━━━━━ MATERIAL SUPPLIED
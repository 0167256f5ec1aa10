use chrono::{DateTime, Utc};
use serde::{Deserialize, Serialize};

/// Structural read of a candle sequence at one timeframe.
#[derive(Debug, Clone, Copy, PartialEq, Eq, PartialOrd, Ord, Serialize, Deserialize)]
pub enum Structure {
    Uptrend,
    Downtrend,
    Range,
    Unknown,
}

/// Directional lean derived from daily + 4h structure.
#[derive(Debug, Clone, Copy, PartialEq, Eq, Serialize, Deserialize)]
pub enum Bias {
    Bullish,
    Bearish,
    Neutral,
}

/// Trading session, in ET wall-clock terms (DST-aware).
#[derive(Debug, Clone, Copy, PartialEq, Eq, PartialOrd, Ord, Serialize, Deserialize)]
pub enum Session {
    Asia,
    London,
    NyAm,
    NyLunch,
    NyPm,
    Off,
}

impl Session {
    /// ny_am and ny_pm are the two elevated-probability kill-zones.
    pub fn is_kill_zone(self) -> bool {
        matches!(self, Session::NyAm | Session::NyPm)
    }
}

/// Character of the trading day, derived from structure + today's patterns.
#[derive(Debug, Clone, Copy, PartialEq, Eq, PartialOrd, Ord, Serialize, Deserialize)]
pub enum DayType {
    Trend,
    ManipulationReversal,
    Range,
    Unknown,
}

/// A tracked pool of resting liquidity.
#[derive(Debug, Clone, Copy, PartialEq, Eq, Serialize, Deserialize)]
pub enum LiquidityKind {
    Pdh,
    Pdl,
    AsiaHigh,
    AsiaLow,
    LondonHigh,
    LondonLow,
    EqualHighs,
    EqualLows,
    Trendline,
}

/// A single liquidity level. Lifecycle: created by the market state engine,
/// mutated only to set `swept = true` once; never revived.
#[derive(Debug, Clone, PartialEq, Serialize, Deserialize)]
pub struct LiquidityLevel {
    pub price: f64,
    pub kind: LiquidityKind,
    pub created_ts: DateTime<Utc>,
    pub swept: bool,
    pub swept_ts: Option<DateTime<Utc>>,
}

impl LiquidityLevel {
    pub fn new(price: f64, kind: LiquidityKind, created_ts: DateTime<Utc>) -> Self {
        Self {
            price,
            kind,
            created_ts,
            swept: false,
            swept_ts: None,
        }
    }

    /// Mark this level swept. No-op if already swept (sweeps never revive a level).
    pub fn mark_swept(&mut self, ts: DateTime<Utc>) {
        if !self.swept {
            self.swept = true;
            self.swept_ts = Some(ts);
        }
    }
}

/// Per-symbol snapshot derived from all HTF windows at the current 1m boundary.
///
/// Invariant: deterministically derivable from window contents; cacheable by a
/// fingerprint of the last bar ts in every HTF window.
#[derive(Debug, Clone, PartialEq, Serialize, Deserialize)]
pub struct MarketState {
    pub symbol: String,
    pub ts: DateTime<Utc>,
    pub daily_structure: Structure,
    pub h4_structure: Structure,
    pub h1_structure: Structure,
    pub bias: Bias,
    pub session: Session,
    pub day_type: DayType,
    pub liquidity_levels: Vec<LiquidityLevel>,
}

impl MarketState {
    pub fn unknown(symbol: impl Into<String>, ts: DateTime<Utc>) -> Self {
        Self {
            symbol: symbol.into(),
            ts,
            daily_structure: Structure::Unknown,
            h4_structure: Structure::Unknown,
            h1_structure: Structure::Unknown,
            bias: Bias::Neutral,
            session: Session::Off,
            day_type: DayType::Unknown,
            liquidity_levels: Vec::new(),
        }
    }
}

/// Deterministic cache key for a `MarketState`: the last-bar ts of every HTF
/// window that fed it. Equal fingerprints imply equal derived state.
#[derive(Debug, Clone, PartialEq, Eq, Hash)]
pub struct MarketStateFingerprint {
    pub symbol: String,
    pub last_m5_ts: Option<i64>,
    pub last_m15_ts: Option<i64>,
    pub last_h1_ts: Option<i64>,
    pub last_h4_ts: Option<i64>,
    pub last_d1_ts: Option<i64>,
}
━━━━━━━━━━
■ HOW TO COMPLETE THIS TASK
All entries should be restated word for word.

■ ANSWER TO THIS EXERCISE
repository 0167256f5ec1aa10
use chrono::{DateTime, Utc};
use serde::{Deserialize, Serialize};

/// Structural read of a candle sequence at one timeframe.
#[derive(Debug, Clone, Copy, PartialEq, Eq, PartialOrd, Ord, Serialize, Deserialize)]
pub enum Structure {
    Uptrend,
    Downtrend,
    Range,
    Unknown,
}

/// Directional lean derived from daily + 4h structure.
#[derive(Debug, Clone, Copy, PartialEq, Eq, Serialize, Deserialize)]
pub enum Bias {
    Bullish,
    Bearish,
    Neutral,
}

/// Trading session, in ET wall-clock terms (DST-aware).
#[derive(Debug, Clone, Copy, PartialEq, Eq, PartialOrd, Ord, Serialize, Deserialize)]
pub enum Session {
    Asia,
    London,
    NyAm,
    NyLunch,
    NyPm,
    Off,
}

impl Session {
    /// ny_am and ny_pm are the two elevated-probability kill-zones.
    pub fn is_kill_zone(self) -> bool {
        matches!(self, Session::NyAm | Session::NyPm)
    }
}

/// Character of the trading day, derived from structure + today's patterns.
#[derive(Debug, Clone, Copy, PartialEq, Eq, PartialOrd, Ord, Serialize, Deserialize)]
pub enum DayType {
    Trend,
    ManipulationReversal,
    Range,
    Unknown,
}

/// A tracked pool of resting liquidity.
#[derive(Debug, Clone, Copy, PartialEq, Eq, Serialize, Deserialize)]
pub enum LiquidityKind {
    Pdh,
    Pdl,
    AsiaHigh,
    AsiaLow,
    LondonHigh,
    LondonLow,
    EqualHighs,
    EqualLows,
    Trendline,
}

/// A single liquidity level. Lifecycle: created by the market state engine,
/// mutated only to set `swept = true` once; never revived.
#[derive(Debug, Clone, PartialEq, Serialize, Deserialize)]
pub struct LiquidityLevel {
    pub price: f64,
    pub kind: LiquidityKind,
    pub created_ts: DateTime<Utc>,
    pub swept: bool,
    pub swept_ts: Option<DateTime<Utc>>,
}

impl LiquidityLevel {
    pub fn new(price: f64, kind: LiquidityKind, created_ts: DateTime<Utc>) -> Self {
        Self {
            price,
            kind,
            created_ts,
            swept: false,
            swept_ts: None,
        }
    }

    /// Mark this level swept. No-op if already swept (sweeps never revive a level).
    pub fn mark_swept(&mut self, ts: DateTime<Utc>) {
        if !self.swept {
            self.swept = true;
            self.swept_ts = Some(ts);
        }
    }
}

/// Per-symbol snapshot derived from all HTF windows at the current 1m boundary.
///
/// Invariant: deterministically derivable from window contents; cacheable by a
/// fingerprint of the last bar ts in every HTF window.
#[derive(Debug, Clone, PartialEq, Serialize, Deserialize)]
pub struct MarketState {
    pub symbol: String,
    pub ts: DateTime<Utc>,
    pub daily_structure: Structure,
    pub h4_structure: Structure,
    pub h1_structure: Structure,
    pub bias: Bias,
    pub session: Session,
    pub day_type: DayType,
    pub liquidity_levels: Vec<LiquidityLevel>,
}

impl MarketState {
    pub fn unknown(symbol: impl Into<String>, ts: DateTime<Utc>) -> Self {
        Self {
            symbol: symbol.into(),
            ts,
            daily_structure: Structure::Unknown,
            h4_structure: Structure::Unknown,
            h1_structure: Structure::Unknown,
            bias: Bias::Neutral,
            session: Session::Off,
            day_type: DayType::Unknown,
            liquidity_levels: Vec::new(),
        }
    }
}

/// Deterministic cache key for a `MarketState`: the last-bar ts of every HTF
/// window that fed it. Equal fingerprints imply equal derived state.
#[derive(Debug, Clone, PartialEq, Eq, Hash)]
pub struct MarketStateFingerprint {
    pub symbol: String,
    pub last_m5_ts: Option<i64>,
    pub last_m15_ts: Option<i64>,
    pub last_h1_ts: Option<i64>,
    pub last_h4_ts: Option<i64>,
    pub last_d1_ts: Option<i64>,
}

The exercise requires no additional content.